+++ Records for the exercise +++
// SPDX-License-Identifier: AGPL-3.0-or-later
//
// Copyright (C) 2025 Daniel Negri
//
// This program is free software: you can redistribute it and/or modify
// it under the terms of the GNU Affero General Public License as published by
// the Free Software Foundation, either version 3 of the License, or
// (at your option) any later version.
//
// This program is distributed in the hope that it will be useful,
// but WITHOUT ANY WARRANTY; without even the implied warranty of
// MERCHANTABILITY or FITNESS FOR A PARTICULAR PURPOSE. See the
// GNU Affero General Public License for more details.
//
// You should have received a copy of the GNU Affero General Public License
// along with this program. If not, see <https://www.gnu.org/licenses/>.

//! Shelf data: products, carts and the sale items a register scans.

use crate::error::StationError;
use crate::money::round_money;
use rust_decimal::Decimal;
use serde::{Deserialize, Serialize};
use std::collections::BTreeMap;
use tracing::debug;

/// A product on the shelves.
#[derive(Debug, Clone, PartialEq, Eq, Serialize, Deserialize)]
pub struct Product {
    pub name: String,
    pub unit_price: Decimal,
}

/// Priced products keyed by name.
#[derive(Debug, Clone, Default, Serialize, Deserialize)]
pub struct Catalog {
    products: BTreeMap<String, Product>,
}

impl Catalog {
    pub fn new() -> Self {
        Self::default()
    }

    /// Adds or reprices a product.
    ///
    /// # Errors
    ///
    /// Returns [`StationError::InvalidAmount`] if `unit_price` is not positive.
    pub fn insert(
        &mut self,
        name: impl Into<String>,
        unit_price: Decimal,
    ) -> Result<(), StationError> {
        if unit_price <= Decimal::ZERO {
            return Err(StationError::InvalidAmount);
        }
        let name = name.into();
        self.products.insert(
            name.clone(),
            Product {
                name,
                unit_price: round_money(unit_price),
            },
        );
        Ok(())
    }

    pub fn get(&self, name: &str) -> Option<&Product> {
        self.products.get(name)
    }

    pub fn len(&self) -> usize {
        self.products.len()
    }

    pub fn is_empty(&self) -> bool {
        self.products.is_empty()
    }

    pub fn iter(&self) -> impl Iterator<Item = &Product> {
        self.products.values()
    }
}

/// One line of a customer's cart.
#[derive(Debug, Clone, PartialEq, Eq, Serialize, Deserialize)]
pub struct CartLine {
    pub name: String,
    pub unit_price: Decimal,
    pub quantity: u32,
}

/// What a customer carries to the register, in pick order.
#[derive(Debug, Clone, Default, PartialEq, Eq, Serialize, Deserialize)]
pub struct Cart {
    lines: Vec<CartLine>,
}

impl Cart {
    pub fn new() -> Self {
        Self::default()
    }

    /// Appends a line. Zero quantities and non-positive prices are rejected.
    pub fn add(
        &mut self,
        name: impl Into<String>,
        unit_price: Decimal,
        quantity: u32,
    ) -> Result<(), StationError> {
        if quantity == 0 || unit_price <= Decimal::ZERO {
            return Err(StationError::InvalidAmount);
        }
        self.lines.push(CartLine {
            name: name.into(),
            unit_price: round_money(unit_price),
            quantity,
        });
        Ok(())
    }

    /// Builder form of [`Cart::add`].
    pub fn with(
        mut self,
        name: impl Into<String>,
        unit_price: Decimal,
        quantity: u32,
    ) -> Result<Self, StationError> {
        self.add(name, unit_price, quantity)?;
        Ok(self)
    }

    /// Picks products off the shelf by name. Unknown names and zero
    /// quantities are skipped.
    pub fn from_catalog<'a>(
        catalog: &Catalog,
        picks: impl IntoIterator<Item = (&'a str, u32)>,
    ) -> Self {
        let mut cart = Self::new();
        for (name, quantity) in picks {
            if quantity == 0 {
                debug!(product = name, "zero quantity pick skipped");
                continue;
            }
            match catalog.get(name) {
                // Catalog prices are already validated and rounded.
                Some(product) => cart.lines.push(CartLine {
                    name: product.name.clone(),
                    unit_price: product.unit_price,
                    quantity,
                }),
                None => debug!(product = name, "unknown product skipped"),
            }
        }
        cart
    }

    pub fn lines(&self) -> &[CartLine] {
        &self.lines
    }

    pub fn is_empty(&self) -> bool {
        self.lines.is_empty()
    }

    /// Expected checkout total if every line were scanned.
    pub fn estimated_total(&self) -> Decimal {
        self.lines
            .iter()
            .map(|line| line.unit_price * Decimal::from(line.quantity))
            .sum()
    }

    /// Converts the cart into unscanned sale items.
    pub fn into_sale_items(self) -> Vec<SaleItem> {
        self.lines
            .into_iter()
            .map(|line| SaleItem {
                name: line.name,
                unit_price: line.unit_price,
                quantity: line.quantity,
                scanned: false,
            })
            .collect()
    }
}

/// An item on the register belt.
#[derive(Debug, Clone, PartialEq, Eq, Serialize, Deserialize)]
pub struct SaleItem {
    pub name: String,
    pub unit_price: Decimal,
    pub quantity: u32,
    pub scanned: bool,
}

impl SaleItem {
    pub fn line_total(&self) -> Decimal {
        self.unit_price * Decimal::from(self.quantity)
    }
}

#[cfg(test)]
mod tests {
    use super::*;
    use rust_decimal_macros::dec;

    #[test]
    fn catalog_rejects_free_products() {
        let mut catalog = Catalog::new();
        assert_eq!(
            catalog.insert("Air", Decimal::ZERO),
            Err(StationError::InvalidAmount)
        );
        assert!(catalog.is_empty());
    }

    #[test]
    fn cart_from_catalog_skips_unknown_products() {
        let mut catalog = Catalog::new();
        catalog.insert("Soda", dec!(2.50)).unwrap();
        catalog.insert("Chips", dec!(3.00)).unwrap();

        let cart = Cart::from_catalog(&catalog, [("Soda", 1), ("Gum", 4), ("Chips", 2)]);

        assert_eq!(cart.lines().len(), 2);
        assert_eq!(cart.estimated_total(), dec!(8.50));
    }

    #[test]
    fn sale_items_start_unscanned_in_cart_order() {
        let cart = Cart::new()
            .with("Soda", dec!(2.50), 1)
            .unwrap()
            .with("Chips", dec!(3.00), 2)
            .unwrap();

        let items = cart.into_sale_items();

        assert_eq!(items[0].name, "Soda");
        assert_eq!(items[1].line_total(), dec!(6.00));
        assert!(items.iter().all(|item| !item.scanned));
    }

    #[test]
    fn cart_from_catalog_skips_zero_quantities() {
        let mut catalog = Catalog::new();
        catalog.insert("Soda", dec!(2.50)).unwrap();
        catalog.insert("Chips", dec!(3.00)).unwrap();

        let cart = Cart::from_catalog(&catalog, [("Soda", 0), ("Chips", 1)]);

        assert_eq!(cart.lines().len(), 1);
        assert_eq!(cart.lines()[0].name, "Chips");
        assert_eq!(cart.estimated_total(), dec!(3.00));
    }

    #[test]
    fn zero_quantity_line_is_rejected() {
        let mut cart = Cart::new();
        assert_eq!(
            cart.add("Soda", dec!(2.50), 0),
            Err(StationError::InvalidAmount)
        );
    }
}
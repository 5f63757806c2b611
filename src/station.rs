// SPDX-License-Identifier: AGPL-3.0-or-later
//
// Copyright (C) 2025 Daniel Negri
//
// This program is free software: you can redistribute it and/or modify
// it under the terms of the GNU Affero General Public License as published by
// the Free Software Foundation, either version 3 of the License, or
// (at your option) any later version.
//
// This program is distributed in the hope that it will be useful,
// but WITHOUT ANY WARRANTY; without even the implied warranty of
// MERCHANTABILITY or FITNESS FOR A PARTICULAR PURPOSE. See the
// GNU Affero General Public License for more details.
//
// You should have received a copy of the GNU Affero General Public License
// along with this program. If not, see <https://www.gnu.org/licenses/>.

//! Station facade.
//!
//! The [`Station`] builds every component once from a [`StationConfig`] and
//! hands out references; there are no process-wide singletons. It also fans
//! the external simulation tick out to the shop gate, the opening schedule
//! and every pump.
//!
//! # Thread Safety
//!
//! Pumps live in a [`DashMap`] and each pump, the register and the queue
//! carry their own lock, so independent resources progress independently.

use crate::base::{CustomerRef, PumpId};
use crate::clock::{ShopSchedule, SimClock};
use crate::config::StationConfig;
use crate::error::StationError;
use crate::events::{EventBus, StationEvent};
use crate::pump::{FuelPump, PumpSnapshot, TickOutcome};
use crate::queue::CustomerQueue;
use crate::register::{Register, RegisterState};
use crate::shop::{ShopGate, ShopSnapshot};
use crossbeam::channel::Receiver;
use dashmap::DashMap;
use parking_lot::Mutex;
use rust_decimal::Decimal;
use serde::{Deserialize, Serialize};
use std::sync::Arc;
use std::time::Duration;
use tracing::{debug, info, warn};

/// Everything external save/load needs.
#[derive(Debug, Clone, PartialEq, Eq, Serialize, Deserialize)]
pub struct StationSnapshot {
    pub shop: ShopSnapshot,
    pub register_cash: Decimal,
    pub pumps: Vec<PumpSnapshot>,
}

/// Running totals of what the station reported to the wallet.
#[derive(Debug, Clone, Default, PartialEq, Eq, Serialize)]
pub struct Takings {
    pub sales_count: u32,
    pub sales_revenue: Decimal,
    pub fuel_sessions: u32,
    pub fuel_gallons: Decimal,
    pub fuel_revenue: Decimal,
}

impl Takings {
    fn record(&mut self, event: &StationEvent) {
        match event {
            StationEvent::SaleCompleted { revenue, .. } => {
                self.sales_count += 1;
                self.sales_revenue += *revenue;
            }
            StationEvent::FuelCharged { gallons, cost, .. } => {
                self.fuel_sessions += 1;
                self.fuel_gallons += *gallons;
                self.fuel_revenue += *cost;
            }
            _ => {}
        }
    }

    pub fn total(&self) -> Decimal {
        self.sales_revenue + self.fuel_revenue
    }
}

/// What one station tick did.
#[derive(Debug, Clone, Default, PartialEq, Eq)]
pub struct StationTick {
    /// `Some(open)` when the schedule toggled the shop this tick.
    pub scheduled: Option<bool>,
    /// Customers forced out by an expired wind-down.
    pub evicted: Vec<CustomerRef>,
    /// Per-pump outcomes, ordered by pump id.
    pub pumps: Vec<(PumpId, TickOutcome)>,
}

pub struct Station {
    bus: Arc<EventBus>,
    gate: ShopGate,
    register: Arc<Register>,
    queue: Arc<CustomerQueue>,
    pumps: DashMap<PumpId, FuelPump>,
    clock: Mutex<SimClock>,
    schedule: Mutex<Option<ShopSchedule>>,
    ledger: Receiver<StationEvent>,
    takings: Mutex<Takings>,
}

impl Station {
    /// Builds a station from a validated configuration.
    ///
    /// # Errors
    ///
    /// Returns [`StationError::InvalidConfig`] if validation fails.
    pub fn new(config: &StationConfig) -> Result<Self, StationError> {
        config.validate()?;

        let bus = Arc::new(EventBus::new());
        let ledger = bus.subscribe();
        let register = Arc::new(Register::from_config(&config.register, Arc::clone(&bus)));
        let queue = CustomerQueue::new(Arc::clone(&register), &config.queue);
        let gate = ShopGate::from_config(&config.shop, Arc::clone(&bus));
        let pumps = config
            .pumps
            .iter()
            .map(|pump| (pump.id, FuelPump::from_config(pump, Arc::clone(&bus))))
            .collect();

        let station = Self {
            bus,
            gate,
            register,
            queue,
            pumps,
            clock: Mutex::new(SimClock::from_config(&config.shop)),
            schedule: Mutex::new(config.shop.hours.map(ShopSchedule::new)),
            ledger,
            takings: Mutex::new(Takings::default()),
        };
        station.apply_schedule();
        info!(
            pumps = station.pumps.len(),
            open = station.gate.is_accepting(),
            "station ready"
        );
        Ok(station)
    }

    pub fn gate(&self) -> &ShopGate {
        &self.gate
    }

    pub fn register(&self) -> &Arc<Register> {
        &self.register
    }

    pub fn queue(&self) -> &Arc<CustomerQueue> {
        &self.queue
    }

    /// New event subscription; see [`EventBus::subscribe`].
    pub fn subscribe(&self) -> Receiver<StationEvent> {
        self.bus.subscribe()
    }

    /// Looks up a pump.
    ///
    /// # Errors
    ///
    /// Returns [`StationError::UnknownPump`] if no pump has this id.
    pub fn pump(
        &self,
        id: PumpId,
    ) -> Result<dashmap::mapref::one::Ref<'_, PumpId, FuelPump>, StationError> {
        self.pumps.get(&id).ok_or(StationError::UnknownPump)
    }

    /// Pump ids in ascending order.
    pub fn pump_ids(&self) -> Vec<PumpId> {
        let mut ids: Vec<PumpId> = self.pumps.iter().map(|entry| *entry.key()).collect();
        ids.sort();
        ids
    }

    /// Lets a customer in if the shop is accepting. Returns whether they were
    /// admitted.
    pub fn admit(&self, customer: CustomerRef) -> bool {
        if !self.gate.is_accepting() {
            debug!(customer = %customer, "admission refused, shop closed");
            return false;
        }
        self.gate.register_entered(customer);
        true
    }

    pub fn time_of_day_secs(&self) -> f64 {
        self.clock.lock().time_of_day_secs()
    }

    /// Advances the whole station by `delta`.
    pub fn tick(&self, delta: Duration) -> StationTick {
        self.clock.lock().advance(delta);
        let was_accepting = self.gate.is_accepting();
        let scheduled = self.apply_schedule();
        // A wind-down started by this tick's schedule boundary gets its full
        // grace period.
        let evicted = if was_accepting && scheduled == Some(false) {
            Vec::new()
        } else {
            self.gate.tick(delta)
        };

        let mut pumps: Vec<(PumpId, TickOutcome)> = self
            .pumps
            .iter()
            .map(|entry| (*entry.key(), entry.value().tick(delta)))
            .collect();
        pumps.sort_by_key(|(id, _)| *id);
        drop(self.record_takings());

        StationTick {
            scheduled,
            evicted,
            pumps,
        }
    }

    fn apply_schedule(&self) -> Option<bool> {
        let time_of_day = self.clock.lock().time_of_day_secs();
        let open = self.schedule.lock().as_mut()?.poll(time_of_day)?;
        debug!(time_of_day, open, "schedule boundary");
        if open {
            self.gate.open();
        } else {
            self.gate.close();
        }
        Some(open)
    }

    /// Revenue and fuel sold so far.
    pub fn takings(&self) -> Takings {
        self.record_takings().clone()
    }

    fn record_takings(&self) -> parking_lot::MutexGuard<'_, Takings> {
        let mut takings = self.takings.lock();
        for event in self.ledger.try_iter() {
            takings.record(&event);
        }
        takings
    }

    pub fn snapshot(&self) -> StationSnapshot {
        let pumps = self
            .pump_ids()
            .into_iter()
            .filter_map(|id| self.pumps.get(&id).map(|pump| pump.snapshot()))
            .collect();
        StationSnapshot {
            shop: self.gate.snapshot(),
            register_cash: self.register.cash_balance(),
            pumps,
        }
    }

    /// Applies a saved snapshot. Tank levels are clamped to capacity and
    /// snapshots for unknown pumps are skipped.
    ///
    /// Only a quiet station can be restored: the register must be idle and
    /// every restored pump free. Nothing is changed when the check fails.
    ///
    /// # Errors
    ///
    /// - [`StationError::InvalidStateTransition`] - A sale is in progress.
    /// - [`StationError::PumpBusy`] - A restored pump has an active session.
    pub fn restore(&self, snapshot: &StationSnapshot) -> Result<(), StationError> {
        let state = self.register.state();
        if state != RegisterState::Idle {
            warn!(%state, "restore refused, sale in progress");
            return Err(StationError::InvalidStateTransition {
                operation: "restore a snapshot",
                state: state.as_str(),
            });
        }
        for saved in &snapshot.pumps {
            if self.pumps.get(&saved.id).is_some_and(|pump| !pump.is_free()) {
                warn!(pump = %saved.id, "restore refused, pump in use");
                return Err(StationError::PumpBusy);
            }
        }

        self.register.restore_cash(snapshot.register_cash)?;
        for saved in &snapshot.pumps {
            match self.pumps.get(&saved.id) {
                Some(pump) => pump.restore_fuel(saved.fuel)?,
                None => warn!(pump = %saved.id, "snapshot for unknown pump skipped"),
            }
        }
        self.gate.restore(&snapshot.shop);
        info!("station restored from snapshot");
        Ok(())
    }
}
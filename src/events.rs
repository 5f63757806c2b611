// SPDX-License-Identifier: AGPL-3.0-or-later
//
// Copyright (C) 2025 Daniel Negri
//
// This program is free software: you can redistribute it and/or modify
// it under the terms of the GNU Affero General Public License as published by
// the Free Software Foundation, either version 3 of the License, or
// (at your option) any later version.
//
// This program is distributed in the hope that it will be useful,
// but WITHOUT ANY WARRANTY; without even the implied warranty of
// MERCHANTABILITY or FITNESS FOR A PARTICULAR PURPOSE. See the
// GNU Affero General Public License for more details.
//
// You should have received a copy of the GNU Affero General Public License
// along with this program. If not, see <https://www.gnu.org/licenses/>.

//! Typed station events and their broadcast bus.
//!
//! Components publish [`StationEvent`]s after a state change has fully
//! committed. Subscribers (UI, wallet, customer mover) each get their own
//! [`crossbeam`] receiver; a subscriber that drops its receiver is pruned on
//! the next publish.

use crate::base::{CustomerRef, Occupant, PumpId, RegisterId};
use crossbeam::channel::{self, Receiver, Sender};
use parking_lot::Mutex;
use rust_decimal::Decimal;
use serde::Serialize;

/// Everything the engine reports to the outside world.
#[derive(Debug, Clone, PartialEq, Eq, Serialize)]
pub enum StationEvent {
    // Shop gate
    ShopOpened,
    ShopClosed,
    /// Polite request for the mover to walk a customer out.
    PleaseLeave(CustomerRef),
    /// Wind-down expired; the customer has been removed from the shop.
    ForcedLeave(CustomerRef),

    // Checkout
    TransactionStarted {
        register: RegisterId,
        customer: CustomerRef,
    },
    TransactionCancelled {
        register: RegisterId,
        customer: CustomerRef,
    },
    /// A completed sale. The wallet credits `revenue`.
    SaleCompleted {
        register: RegisterId,
        customer: CustomerRef,
        revenue: Decimal,
        change: Decimal,
    },
    RegisterIdle(RegisterId),

    // Fuel
    PumpAcquired {
        pump: PumpId,
        occupant: Occupant,
    },
    /// A session ended. The wallet debits `cost` from the occupant.
    FuelCharged {
        pump: PumpId,
        occupant: Occupant,
        gallons: Decimal,
        cost: Decimal,
    },
    /// The session reached its fill limit and released itself.
    SessionFilled(PumpId),
    /// The tank ran dry mid-session and the pump released itself.
    TankEmptied(PumpId),
    Refilled {
        pump: PumpId,
        added: Decimal,
    },
}

/// Fan-out publisher for [`StationEvent`]s.
#[derive(Debug, Default)]
pub struct EventBus {
    subscribers: Mutex<Vec<Sender<StationEvent>>>,
}

impl EventBus {
    pub fn new() -> Self {
        Self::default()
    }

    /// Registers a new subscriber. Only events published afterwards are seen.
    pub fn subscribe(&self) -> Receiver<StationEvent> {
        let (tx, rx) = channel::unbounded();
        self.subscribers.lock().push(tx);
        rx
    }

    /// Sends `event` to every live subscriber.
    pub fn publish(&self, event: StationEvent) {
        let mut subscribers = self.subscribers.lock();
        subscribers.retain(|tx| tx.send(event.clone()).is_ok());
    }

    pub fn subscriber_count(&self) -> usize {
        self.subscribers.lock().len()
    }
}
impl Register {
    pub fn new(id: RegisterId, bus: Arc<EventBus>) -> Self {
        Self {
            id,
            inner: Mutex::new(RegisterData {
                cash: Decimal::ZERO,
                scan_policy: ScanPolicy::default(),
                transaction: None,
            }),
            bus,
            listener: Mutex::new(None),
        }
    }

    pub fn from_config(config: &RegisterConfig, bus: Arc<EventBus>) -> Self {
        let register = Self::new(config.id, bus);
        {
            let mut data = register.inner.lock();
            data.cash = round_money(config.opening_cash.max(Decimal::ZERO));
            data.scan_policy = config.scan_policy;
        }
        register
    }

    pub fn with_scan_policy(self, policy: ScanPolicy) -> Self {
        self.inner.lock().scan_policy = policy;
        self
    }

    /// Installs the hook told about completed sales. Replaces any earlier one.
    pub fn set_completion_listener(&self, listener: Weak<dyn CompletionListener>) {
        *self.listener.lock() = Some(listener);
    }

    pub fn id(&self) -> RegisterId {
        self.id
    }

    pub fn state(&self) -> RegisterState {
        self.inner.lock().state()
    }

    pub fn is_idle(&self) -> bool {
        self.state() == RegisterState::Idle
    }

    pub fn cash_balance(&self) -> Decimal {
        self.inner.lock().cash
    }

    pub fn scan_policy(&self) -> ScanPolicy {
        self.inner.lock().scan_policy
    }

    /// Copy of the sale in progress, for rendering.
    pub fn transaction(&self) -> Option<Transaction> {
        self.inner.lock().transaction.clone()
    }

    pub fn current_customer(&self) -> Option<CustomerRef> {
        self.inner
            .lock()
            .transaction
            .as_ref()
            .map(|tx| tx.customer.clone())
    }

    /// Loads `cart` as unscanned items and starts scanning.
    ///
    /// # Errors
    ///
    /// - [`StationError::InvalidStateTransition`] - A transaction is already active.
    /// - [`StationError::EmptyCart`] - Nothing to sell.
    pub fn start_transaction(&self, customer: CustomerRef, cart: Cart) -> Result<(), StationError> {
        let result = self.inner.lock().start(customer.clone(), cart);
        match result {
            Ok(()) => {
                debug!(register = %self.id, customer = %customer, "transaction started");
                self.bus.publish(StationEvent::TransactionStarted {
                    register: self.id,
                    customer,
                });
                Ok(())
            }
            Err(e) => {
                warn!(register = %self.id, customer = %customer, error = %e, "start rejected");
                Err(e)
            }
        }
    }

    /// Scans the first unscanned item and adds it to the total.
    ///
    /// Scanning never advances to payment on its own.
    ///
    /// # Errors
    ///
    /// - [`StationError::InvalidStateTransition`] - Not scanning.
    /// - [`StationError::NothingToScan`] - Every item is already scanned.
    pub fn scan_next_item(&self) -> Result<SaleItem, StationError> {
        let result = self.inner.lock().scan();
        match &result {
            Ok(item) => debug!(register = %self.id, item = %item.name, "item scanned"),
            Err(e) => debug!(register = %self.id, error = %e, "scan rejected"),
        }
        result
    }

    /// Moves to payment with `tendered` presented by the customer or player.
    ///
    /// Under [`ScanPolicy::All`] every item must be scanned first; under
    /// [`ScanPolicy::AtLeastOne`] one scanned item is enough.
    ///
    /// # Errors
    ///
    /// - [`StationError::InvalidStateTransition`] - Not scanning.
    /// - [`StationError::NoItemsScanned`] - Nothing scanned yet.
    /// - [`StationError::ItemsLeftToScan`] - Policy requires all items scanned.
    /// - [`StationError::InvalidAmount`] - Negative tender.
    pub fn request_payment(&self, tendered: Decimal) -> Result<(), StationError> {
        let result = self.inner.lock().request_payment(tendered);
        match &result {
            Ok(()) => debug!(register = %self.id, %tendered, "payment requested"),
            Err(e) => warn!(register = %self.id, error = %e, "payment request rejected"),
        }
        result
    }

    /// Like [`Register::request_payment`], with the tender chosen by `policy`
    /// from the current total. Returns the tender.
    pub fn request_payment_with(
        &self,
        policy: &mut dyn PaymentPolicy,
    ) -> Result<Decimal, StationError> {
        let mut data = self.inner.lock();
        // A rejected request leaves the policy untouched.
        let total = data.payable()?.total;
        let tendered = policy.tender(total);
        data.request_payment(tendered)?;
        drop(data);
        debug!(register = %self.id, %tendered, "payment requested by policy");
        Ok(round_money(tendered))
    }

    /// Replaces the tender while awaiting payment, e.g. after a rejected
    /// [`Register::accept_payment`].
    pub fn present_tender(&self, tendered: Decimal) -> Result<(), StationError> {
        self.inner.lock().present_tender(tendered)
    }

    /// Takes the tender into the drawer and returns the change due.
    ///
    /// # Errors
    ///
    /// - [`StationError::InvalidStateTransition`] - Not awaiting payment.
    /// - [`StationError::InsufficientPayment`] - Tender below total; the
    ///   transaction stays in `AwaitingPayment` and cash is unchanged.
    pub fn accept_payment(&self) -> Result<Decimal, StationError> {
        let result = self.inner.lock().accept_payment();
        match &result {
            Ok(change) => debug!(register = %self.id, %change, "payment accepted"),
            Err(e) => warn!(register = %self.id, error = %e, "payment rejected"),
        }
        result
    }

    /// Pays out the change and completes the sale, even when no change is due.
    ///
    /// Publishes [`StationEvent::SaleCompleted`] and then tells the completion
    /// listener so it can pull the next customer.
    pub fn give_change(&self) -> Result<Receipt, StationError> {
        let finished = self.inner.lock().give_change();
        let tx = match finished {
            Ok(tx) => tx,
            Err(e) => {
                warn!(register = %self.id, error = %e, "give change rejected");
                return Err(e);
            }
        };

        let receipt = Receipt {
            register: self.id,
            customer: tx.customer,
            total: tx.total,
            tendered: tx.tendered,
            change: tx.change_due,
        };
        info!(
            register = %self.id,
            customer = %receipt.customer,
            total = %receipt.total,
            change = %receipt.change,
            "sale completed"
        );
        self.bus.publish(StationEvent::SaleCompleted {
            register: self.id,
            customer: receipt.customer.clone(),
            revenue: receipt.total,
            change: receipt.change,
        });
        self.bus.publish(StationEvent::RegisterIdle(self.id));

        let listener = self.listener.lock().as_ref().and_then(Weak::upgrade);
        if let Some(listener) = listener {
            listener.sale_completed(self.id);
        }
        Ok(receipt)
    }

    /// Abandons the sale without touching the cash drawer.
    ///
    /// Does not pull the next customer; whoever cancelled decides that.
    ///
    /// # Errors
    ///
    /// [`StationError::InvalidStateTransition`] unless scanning or awaiting payment.
    pub fn cancel_transaction(&self) -> Result<CustomerRef, StationError> {
        let result = self.inner.lock().cancel();
        match result {
            Ok(tx) => {
                info!(register = %self.id, customer = %tx.customer, "transaction cancelled");
                self.bus.publish(StationEvent::TransactionCancelled {
                    register: self.id,
                    customer: tx.customer.clone(),
                });
                self.bus.publish(StationEvent::RegisterIdle(self.id));
                Ok(tx.customer)
            }
            Err(e) => {
                warn!(register = %self.id, error = %e, "cancel rejected");
                Err(e)
            }
        }
    }

    /// Restores the drawer from a saved snapshot.
    ///
    /// # Errors
    ///
    /// [`StationError::InvalidStateTransition`] unless the register is idle;
    /// an open sale may already have tender in the drawer.
    pub(crate) fn restore_cash(&self, cash: Decimal) -> Result<(), StationError> {
        let mut data = self.inner.lock();
        let state = data.state();
        if state != RegisterState::Idle {
            return Err(StationError::InvalidStateTransition {
                operation: "restore the drawer",
                state: state.as_str(),
            });
        }
        data.cash = round_money(cash.max(Decimal::ZERO));
        Ok(())
    }
}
+++
◆ Instructions for the task
In the data above, count the lines where the word "ScanPolicy" appears; reply with the number only.

◆ Result for this task
5